If you like the your switchback XT - you will LOVE the Z7 XTREME.  No doubt about it.  Both short axle to axle bows.  Basically the same brace height but your gonna gain 15 fps in an even better feeling bow.


----------



## marlboro (Feb 9, 2011)

I just picked mine up last weekend.  She paper tuned in one shot.  Not one shot then adjust, but first shot bullet hole.  First time that's ever happened.  I've have owned hoyt, bowtech, diamond, and most recently a Drenalin and the Z7X outshoots them all by a good bit.  I really do love the bow and think you should try shooting one.  It's completely dead in your hand.


----------



## deacon13 (Feb 11, 2011)

I have the xtreme and xtreme tactical. I love the bows! I had the Reezen and z7 but these 2 xtremes are heads and shoulders above both. Dead silent, more accurate and faster than z7. Its basically a smaller faster switchback. You wont be disappointed but I would definitely shoot them before selling the switchback.


----------



## rjcruiser (Feb 11, 2011)

The only person who can give you an honest opinion is yourself.
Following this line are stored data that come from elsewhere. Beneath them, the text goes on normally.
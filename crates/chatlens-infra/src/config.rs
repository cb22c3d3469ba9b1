//! Configuration loader for chatlens.
//!
//! Reads `config.toml` from the data directory (`~/.chatlens/` in production)
//! and deserializes it into [`ChatlensConfig`]. Falls back to defaults when
//! the file is missing or malformed. Secrets only come from the environment.

use std::path::{Path, PathBuf};
use std::time::Duration;

use secrecy::SecretString;

use chatlens_core::analysis::AnalysisConfig;
use chatlens_types::config::ChatlensConfig;

use crate::sqlite::pool::database_url_in;

/// Environment variable overriding the data directory.
pub const DATA_DIR_ENV: &str = "CHATLENS_DATA_DIR";
/// Environment variable holding the OpenAI API key.
pub const API_KEY_ENV: &str = "OPENAI_API_KEY";
/// Environment variable holding the optional bridge bearer token.
pub const BRIDGE_TOKEN_ENV: &str = "CHATLENS_BRIDGE_TOKEN";

/// Resolve the chatlens data directory.
///
/// Priority: `CHATLENS_DATA_DIR`, then `~/.chatlens`, then `./.chatlens`.
pub fn resolve_data_dir() -> PathBuf {
    if let Ok(dir) = std::env::var(DATA_DIR_ENV) {
        return PathBuf::from(dir);
    }

    if let Some(home) = dirs::home_dir() {
        return home.join(".chatlens");
    }

    PathBuf::from(".chatlens")
}

/// Load configuration from `{data_dir}/config.toml`.
///
/// - Missing file: returns [`ChatlensConfig::default()`].
/// - Unreadable or malformed file: logs a warning and returns the default.
pub async fn load_config(data_dir: &Path) -> ChatlensConfig {
    let config_path = data_dir.join("config.toml");

    let content = match tokio::fs::read_to_string(&config_path).await {
        Ok(content) => content,
        Err(err) if err.kind() == std::io::ErrorKind::NotFound => {
            tracing::debug!(path = %config_path.display(), "no config.toml found, using defaults");
            return ChatlensConfig::default();
        }
        Err(err) => {
            tracing::warn!(path = %config_path.display(), error = %err, "failed to read config, using defaults");
            return ChatlensConfig::default();
        }
    };

    match toml::from_str::<ChatlensConfig>(&content) {
        Ok(config) => config,
        Err(err) => {
            tracing::warn!(path = %config_path.display(), error = %err, "failed to parse config, using defaults");
            ChatlensConfig::default()
        }
    }
}

/// SQLite URL: the configured override, or `chatlens.db` in the data directory.
pub fn database_url(config: &ChatlensConfig, data_dir: &Path) -> String {
    config
        .database_url
        .clone()
        .unwrap_or_else(|| database_url_in(data_dir))
}

/// Outbound call timeout; `None` when `request_timeout_secs` is 0.
pub fn request_timeout(config: &ChatlensConfig) -> Option<Duration> {
    (config.request_timeout_secs > 0).then(|| Duration::from_secs(config.request_timeout_secs))
}

/// Pipeline tuning derived from the loaded configuration.
pub fn analysis_config(config: &ChatlensConfig) -> AnalysisConfig {
    AnalysisConfig {
        message_window: config.analysis.message_window,
        preview_window: config.analysis.preview_window,
        strict_persistence: config.analysis.strict_persistence,
        call_timeout: request_timeout(config),
        max_tokens: config.completion.max_tokens,
    }
}

/// Read a non-empty secret from the environment.
pub fn secret_from_env(var: &str) -> Option<SecretString> {
    std::env::var(var)
        .ok()
        .filter(|v| !v.trim().is_empty())
        .map(SecretString::from)
}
Go shoot it and see for yourself.


----------



## Kevo35 (Feb 11, 2011)

Went and shot both the Z7 and the extreme and walked out with the extreme this bow is dead in your hand real smooth and very forgiving I shoot it every day i had a reezen before this one and the diffrence is like night and day


----------



## bdillard (Feb 21, 2011)

I have a original z7 and I have owned it for 2.5 yrs. Best bow I have ever owned. But the people saying that the extreme is more dead in the hand are dead wrong in my opinion. I'm just sayin
O


----------



## C Cape (Mar 2, 2011)

Go see Doug @ Bayne's in Milledgeville.  He's got a Z7 Extreme and Z7 there to shoot and can get you setup!


----------



## jamie1231 (Mar 2, 2011)

i will tell you this and its just my opinion...i am new to bow shootin...i bought a PSE Stinger and the more i shot it the more i hated it...so i went to the shop monday...i shot a Dxt, Drenline, Z7, Z7 Xtreme and an older Switchback...i walked out with the Z7 Xtreme and i love that bow...deathly quiet, smooth shootin and no vibration...and after only 3 days of shootin it i trimmed fletchings off an arrow earlier today shootin broadheads


----------



## DeepweR (Mar 10, 2011)

who has the best price on an extreme?


----------



## jamie1231 (Mar 10, 2011)

i know that Solo Archery in Albany has em for around 760


----------



## crazyjigr (Mar 10, 2011)

Try Reeves in clayton and they are very nice folks.


----------



## BigCats (Mar 11, 2011)

bout 750


----------



## Hawire (Mar 11, 2011)

I've had mine since January. Just finally got it put together like I want it. I've got it set at 64#, with a QAD rest, TRU ball Axcel sight, K Tech stabilizer, 3 arrow mathews quiver, shooting Easton Full Metal Jacket shafts weighing 429 grains. This bow is a very accurate, and forgiving bow. If you are on the fence about this one because of the short ATA don't be. Unless Mathews comes out with something thats ALOT better than this one, then I'll be shooting it for a few years.


----------



## Lane_H (Mar 11, 2011)

Just picked mine up at Baynes and couldnt be happier.
50-60lbs, 27.5 dl, and 348 grain arrow = 278fps


----------



## Capt Billy (Mar 12, 2011)

They look like a waffle iron but are good shooting bows. I sell them all and the Z7 guys are liking it over the extreme hands down. These are guys who have had them all and the switch back and the Z7 are there favorites so far rom Mathews. The Evo from PSE is converting alot of shooters though. Smokes everything in speed and is the nicest shooting bow everyone has touched. This is the word from about 160 shooters a month in my pro shop, not my opinion. Just passing along the honest truth


----------



## PineThirty (Mar 12, 2011)

Yall should know how It Is by now. Every year all the new "bigger and badder" bows come out and everyones got to have one. I have never shot the Z7 or the Z7 Extreme, but from what I can see the only diffrence Is alittle shorter A2A and alitte more BH. Let off Is the same, weight Is only .2oz. diffrence, and speeds are only 3fps diffrent.

Im all for getting a new bow, but thats only IF something was to jump out at me! All these fellas tradeing In there Z7s for the Z7 Extremes? I just dont see why? Remeber I have never shot either bow, but spec wise I dont see how It can be "so much better".


----------



## Hawire (Mar 12, 2011)

I upgraded from a Reezen. If I had the Z7 I might not of switched either. Both are great bows, I shot both. But the Extreme chose me.


----------